Issue

57

Downton Abbey: The Grand Finale

  • Director:
    Simon Curtis
    |
  • Screenwriter:
    Julian Fellowes
    |
  • Distributor:
    Focus Features
    |
  • Year:
    2025

All’s well that ends well.

Like most movies based on TV shows, Downton Abbey: The Grand Finale and its two predecessors aren’t standalone narratives so much as extended episodes — not that anyone still tuning in is likely to complain. Longtime devotees whose hearts still swell when they hear those opening piano notes 15 years after the series first premiered are clearly looking for an excuse to spend more time in this most comforting, sophisticated fictional world.
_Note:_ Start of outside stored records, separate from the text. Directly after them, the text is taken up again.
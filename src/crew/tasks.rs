//! Task construction in two passes.
//!
//! Context references may point forward in declaration order, so every task
//! is registered (pass 1) before any context list is resolved (pass 2).

use super::agents::AgentRoster;
use super::pipeline::{Task, TaskId};
use crate::error::{CrewError, Result};
use crate::flow::{Record, TaskSpec};
use std::collections::HashMap;

/// Build tasks against a roster.
///
/// An unresolvable agent reference aborts construction. Unresolvable or
/// self-referencing context entries are dropped with a warning.
pub fn build_tasks(
    flow: &str,
    records: &[Record<TaskSpec>],
    roster: &AgentRoster,
) -> Result<Vec<Task>> {
    let mut tasks = Vec::with_capacity(records.len());
    let mut registry: HashMap<&str, TaskId> = HashMap::new();

    // Pass 1: bind agents and register keys.
    for record in records {
        if registry.contains_key(record.key.as_str()) {
            return Err(CrewError::DuplicateKey {
                flow: flow.to_string(),
                kind: "task",
                key: record.key.clone(),
            });
        }

        let spec = &record.spec;
        let agent = roster
            .resolve(&spec.agent)
            .ok_or_else(|| CrewError::AgentNotFound {
                task: record.key.clone(),
                reference: spec.agent.clone(),
                available: roster.available(),
            })?;

        registry.insert(record.key.as_str(), TaskId(tasks.len()));
        tasks.push(Task {
            key: record.key.clone(),
            name: spec.name.clone(),
            description: spec.description.clone(),
            expected_output: spec.expected_output.clone(),
            agent,
            context: Vec::new(),
            async_execution: spec.async_execution,
        });
    }

    // Names are aliases; a structural key always wins.
    for (position, record) in records.iter().enumerate() {
        let Some(name) = record.spec.name.as_deref() else {
            continue;
        };
        match registry.get(name).copied() {
            None => {
                registry.insert(name, TaskId(position));
            }
            Some(existing) if existing.0 == position => {}
            Some(existing) => tracing::warn!(
                task = %record.key,
                name,
                taken_by = %tasks[existing.0].key,
                "task name is already used as a lookup key; ignoring alias"
            ),
        }
    }

    // Pass 2: resolve context against the full registry.
    for (position, record) in records.iter().enumerate() {
        let mut context: Vec<TaskId> = Vec::with_capacity(record.spec.context.len());
        for reference in &record.spec.context {
            match registry.get(reference.trim()).copied() {
                Some(id) if id.0 == position => tracing::warn!(
                    task = %record.key,
                    "task lists itself as context; dropping reference"
                ),
                Some(id) if context.contains(&id) => {}
                Some(id) => context.push(id),
                None => tracing::warn!(
                    task = %record.key,
                    reference = %reference,
                    "context reference matches no task; dropping it"
                ),
            }
        }
        tasks[position].context = context;
    }

    tracing::debug!(flow, tasks = tasks.len(), "built tasks");
    Ok(tasks)
}
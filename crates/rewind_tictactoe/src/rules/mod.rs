//! Game rules for tic-tac-toe.
//!
//! This module contains pure functions for evaluating game state
//! according to tic-tac-toe rules. Rules are separated from board
//! and history storage so the engine and its invariants share them.

pub mod turn;
pub mod win;

pub use turn::mover_at;
pub use win::{LINES, Win, check_winner};
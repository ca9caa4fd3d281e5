//! Rewind - tic-tac-toe with time travel
//!
//! Interactive terminal play or scripted replay of a game.

#![warn(missing_docs)]

mod cli;

use anyhow::{Context, Result};
use clap::Parser;
use cli::{Cli, Command};
use rewind::{Action, AppConfig, GameView, run_tui};
use tracing::{info, instrument};
use tracing_subscriber::EnvFilter;

fn main() -> Result<()> {
    // Load .env file
    dotenvy::dotenv().ok();

    let cli = Cli::parse();
    let config = AppConfig::load(cli.config.as_deref())?;

    match cli.command {
        Command::Tui => {
            init_file_logging(&config)?;
            run_tui(&config)
        }
        Command::Play { actions, json } => {
            init_stderr_logging(&config);
            run_play(&config, &actions, json)
        }
    }
}

fn env_filter(config: &AppConfig) -> EnvFilter {
    EnvFilter::try_from_default_env().unwrap_or_else(|_| EnvFilter::new(config.log_filter()))
}

/// Logs to a file so output does not corrupt the terminal UI.
fn init_file_logging(config: &AppConfig) -> Result<()> {
    let log_file = std::fs::File::create(config.log_file()).with_context(|| {
        format!("Failed to create log file {}", config.log_file().display())
    })?;
    tracing_subscriber::fmt()
        .with_env_filter(env_filter(config))
        .with_writer(std::sync::Arc::new(log_file))
        .with_ansi(false)
        .init();
    Ok(())
}

fn init_stderr_logging(config: &AppConfig) {
    tracing_subscriber::fmt()
        .with_env_filter(env_filter(config))
        .with_writer(std::io::stderr)
        .init();
}

/// Applies the actions to a fresh game and prints the result.
#[instrument(skip(config, actions), fields(count = actions.len()))]
fn run_play(config: &AppConfig, actions: &[Action], json: bool) -> Result<()> {
    let view: GameView = rewind::play(actions, *config.sort_descending())?;
    info!(status = %view.status, step = view.step, "Replay finished");

    if json {
        println!("{}", serde_json::to_string_pretty(&view)?);
    } else {
        print!("{}", view.render_text());
    }
    Ok(())
}
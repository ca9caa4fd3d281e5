//! Engine error types.

use derive_more::{Display, Error};

/// Errors returned by [`GameEngine`](crate::GameEngine) operations.
///
/// Illegal moves are not errors; see [`MoveOutcome`](crate::MoveOutcome).
#[derive(Debug, Clone, PartialEq, Eq, Display, Error)]
pub enum EngineError {
    /// A jump targeted a step outside the recorded history.
    #[display("Step {} is out of range (history has {} entries)", step, len)]
    InvalidStep {
        /// The requested step.
        step: usize,
        /// History length at the time of the request.
        len: usize,
    },
}
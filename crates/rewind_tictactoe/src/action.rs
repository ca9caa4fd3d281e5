//! First-class action types for tic-tac-toe.
//!
//! Actions are the commands a presentation layer sends to the engine.
//! They can be parsed, logged, and replayed independently of execution.

use crate::{Player, Position};
use derive_more::{Display, Error};
use serde::{Deserialize, Serialize};
use std::str::FromStr;

/// A command for the [`GameEngine`](crate::GameEngine).
#[derive(Debug, Clone, Copy, PartialEq, Eq, Hash, Serialize, Deserialize)]
pub enum Action {
    /// Place the mark of the player to move at a position.
    Place(Position),
    /// Move the position pointer to a recorded history step.
    JumpTo(usize),
    /// Flip the move list display order.
    ToggleSortOrder,
}

impl std::fmt::Display for Action {
    fn fmt(&self, f: &mut std::fmt::Formatter<'_>) -> std::fmt::Result {
        match self {
            Action::Place(pos) => write!(f, "{}", pos.to_index()),
            Action::JumpTo(step) => write!(f, "jump:{}", step),
            Action::ToggleSortOrder => f.write_str("toggle"),
        }
    }
}

/// Error parsing an [`Action`] from text.
#[derive(Debug, Clone, PartialEq, Eq, Display, Error)]
#[display("Invalid action '{}': expected a cell 0-8, 'jump:<step>' or 'toggle'", input)]
pub struct ActionParseError {
    /// The rejected input.
    #[error(not(source))]
    pub input: String,
}

impl FromStr for Action {
    type Err = ActionParseError;

    fn from_str(s: &str) -> Result<Self, Self::Err> {
        let s = s.trim();
        let err = || ActionParseError {
            input: s.to_string(),
        };

        if s.eq_ignore_ascii_case("toggle") {
            return Ok(Action::ToggleSortOrder);
        }

        if let Some(step) = s.strip_prefix("jump:") {
            return step.parse().map(Action::JumpTo).map_err(|_| err());
        }

        s.parse::<usize>()
            .ok()
            .and_then(Position::from_index)
            .map(Action::Place)
            .ok_or_else(err)
    }
}

/// Why a placement was ignored.
#[derive(Debug, Clone, Copy, PartialEq, Eq, Display)]
pub enum IllegalMove {
    /// The square at the position is already occupied.
    #[display("Square {} is already occupied", _0)]
    SquareOccupied(Position),

    /// The current board already has a winner.
    #[display("Game is already won by {}", _0)]
    GameOver(Player),
}

/// What happened to a placement.
///
/// Illegal placements leave the engine untouched; this value only
/// reports which case applied and may be dropped.
#[derive(Debug, Clone, Copy, PartialEq, Eq)]
pub enum MoveOutcome {
    /// The move was recorded at `step`.
    Applied {
        /// History index of the new snapshot.
        step: usize,
        /// Player whose mark was placed.
        player: Player,
    },
    /// The move was ignored.
    Ignored(IllegalMove),
}

impl MoveOutcome {
    /// Whether the move changed the game.
    pub fn is_applied(&self) -> bool {
        matches!(self, MoveOutcome::Applied { .. })
    }
}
On that level, The Grand Finale more than delivers. It’s a fond farewell that bows out at just the right moment and avoids overstaying its welcome. Not since two untimely deaths in season three has Downton Abbey truly dared to challenge its viewers, but it has continued to reward them.

Unlike most of Peak TV’s standardbearers — your Sopranos, your Mad Men, your Game of Thrones — this security blanket of a show has never been about antiheroes whose various misdeeds force you to question whether you should root for them. It’s about fundamentally decent people whom the audience likes, even loves, and wants to see happy. The more you watch, the more inclined you are to forgive their flaws — and those of Downton itself, which, while endlessly enjoyable, is far from perfect.
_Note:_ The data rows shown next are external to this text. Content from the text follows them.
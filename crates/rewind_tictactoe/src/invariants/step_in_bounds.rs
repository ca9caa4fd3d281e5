//! Pointer invariant: the current step indexes a recorded snapshot.

use super::Invariant;
use crate::GameEngine;

/// Invariant: `step < history.len()`.
pub struct StepInBoundsInvariant;

impl Invariant<GameEngine> for StepInBoundsInvariant {
    fn holds(engine: &GameEngine) -> bool {
        engine.step() < engine.len()
    }

    fn description() -> &'static str {
        "Current step is within recorded history"
    }
}
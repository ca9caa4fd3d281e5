//! Rewind - tic-tac-toe with move history and time travel.
//!
//! This crate is the presentation layer around [`rewind_tictactoe`]:
//!
//! - **TUI**: ratatui front end that renders the board and move list and
//!   forwards key presses to the engine
//! - **View**: serializable capture of the engine's queries, used by the
//!   scripted `play` command
//! - **Config**: TOML settings for logging and the initial display order
//!
//! # Example
//!
//! ```
//! use rewind::{play, Action};
//!
//! let actions: Vec<Action> = ["0", "4", "1", "5", "2"]
//!     .iter()
//!     .map(|s| s.parse().unwrap())
//!     .collect();
//! let view = play(&actions, true).unwrap();
//! assert_eq!(view.status, "Winner: X");
//! assert_eq!(view.winning_line, Some([0, 1, 2]));
//! ```

#![warn(missing_docs)]
#![forbid(unsafe_code)]

// Private module declarations
mod config;
mod tui;
mod view;

// Crate-level exports - Configuration
pub use config::{AppConfig, ConfigError, DEFAULT_CONFIG_FILE};

// Crate-level exports - Terminal UI
pub use tui::{App, Flow, Focus, run_tui};

// Crate-level exports - Read model
pub use view::{GameView, MoveRow, play};

// Crate-level exports - Game types
pub use rewind_tictactoe::{
    Action, Board, EngineError, GameEngine, MoveDescription, MoveOutcome, Player, Position,
    Snapshot, Square, Status, Win,
};
//! Serializable read model of the engine for non-interactive output.

use rewind_tictactoe::{Action, EngineError, GameEngine, MoveOutcome, Player, Position};
use serde::{Deserialize, Serialize};
use tracing::{debug, instrument};

/// One row of the move list.
#[derive(Debug, Clone, PartialEq, Eq, Serialize, Deserialize)]
pub struct MoveRow {
    /// History step this row refers to.
    pub step: usize,
    /// Row text, e.g. `Move #2 (X in position 4)`.
    pub text: String,
    /// Whether this row is the current step.
    pub current: bool,
}

/// Everything a presentation layer shows, captured from a [`GameEngine`].
#[derive(Debug, Clone, PartialEq, Eq, Serialize, Deserialize)]
pub struct GameView {
    /// Marks in row-major order, `None` for empty squares.
    pub board: Vec<Option<Player>>,
    /// Status line.
    pub status: String,
    /// Winning player, if any.
    pub winner: Option<Player>,
    /// Winning line as board indices.
    pub winning_line: Option<[usize; 3]>,
    /// Current history step.
    pub step: usize,
    /// Player to move at the current step.
    pub to_move: Player,
    /// Last move of the current snapshot as a board index.
    pub last_move: Option<usize>,
    /// Move list in display order.
    pub moves: Vec<MoveRow>,
    /// Sort toggle label.
    pub sort_order: String,
}

impl GameView {
    /// Captures the engine's current queries.
    #[instrument(skip(engine), fields(step = engine.step()))]
    pub fn from_engine(engine: &GameEngine) -> Self {
        let win = engine.winner();
        Self {
            board: engine.board().squares().iter().map(|sq| sq.player()).collect(),
            status: engine.display_status().to_string(),
            winner: win.map(|w| w.player),
            winning_line: win.map(|w| w.line.map(Position::to_index)),
            step: engine.step(),
            to_move: engine.to_move(),
            last_move: engine.last_move().map(Position::to_index),
            moves: engine
                .move_descriptions()
                .iter()
                .map(|d| MoveRow {
                    step: d.step,
                    text: d.to_string(),
                    current: d.is_current,
                })
                .collect(),
            sort_order: engine.sort_label().to_string(),
        }
    }

    /// Plain-text rendering: board, status, then the move list.
    pub fn render_text(&self) -> String {
        let mut out = String::new();
        for (i, cell) in self.board.iter().enumerate() {
            if i % 3 == 0 && i > 0 {
                out.push_str("\n---+---+---\n");
            }
            match cell {
                Some(mark) => out.push_str(&format!(" {} ", mark)),
                None => out.push_str("   "),
            }
            if i % 3 < 2 {
                out.push('|');
            }
        }
        out.push_str(&format!("\n\n{}\n\n", self.status));
        for row in &self.moves {
            let marker = if row.current { '>' } else { ' ' };
            out.push_str(&format!("{} {}\n", marker, row.text));
        }
        out.push_str(&format!("Sorted in {} order\n", self.sort_order));
        out
    }
}

/// Applies `actions` to a fresh engine and captures the result.
///
/// Ignored placements are logged and skipped; an out-of-range jump aborts.
#[instrument(skip(actions), fields(count = actions.len()))]
pub fn play(actions: &[Action], sort_descending: bool) -> Result<GameView, EngineError> {
    let mut engine = GameEngine::new().with_sort_descending(sort_descending);
    for action in actions {
        if let Some(MoveOutcome::Ignored(reason)) = engine.apply(*action)? {
            debug!(%action, %reason, "Action had no effect");
        }
    }
    Ok(GameView::from_engine(&engine))
}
All the tried-and-true tropes we’ve come to expect from series creator and writer Julian Fellowes are once again present in the final chapter of this long story, which concerns the aftermath of Lady Mary’s (Michelle Dockery) scandalous divorce as she prepares to succeed her grandmother, the estimable Dowager Countess (Maggie Smith), as the mistress of Downton. As difficult as that is for her, it’s doubly so for her father (Hugh Bonneville) — his status will diminish as hers rises.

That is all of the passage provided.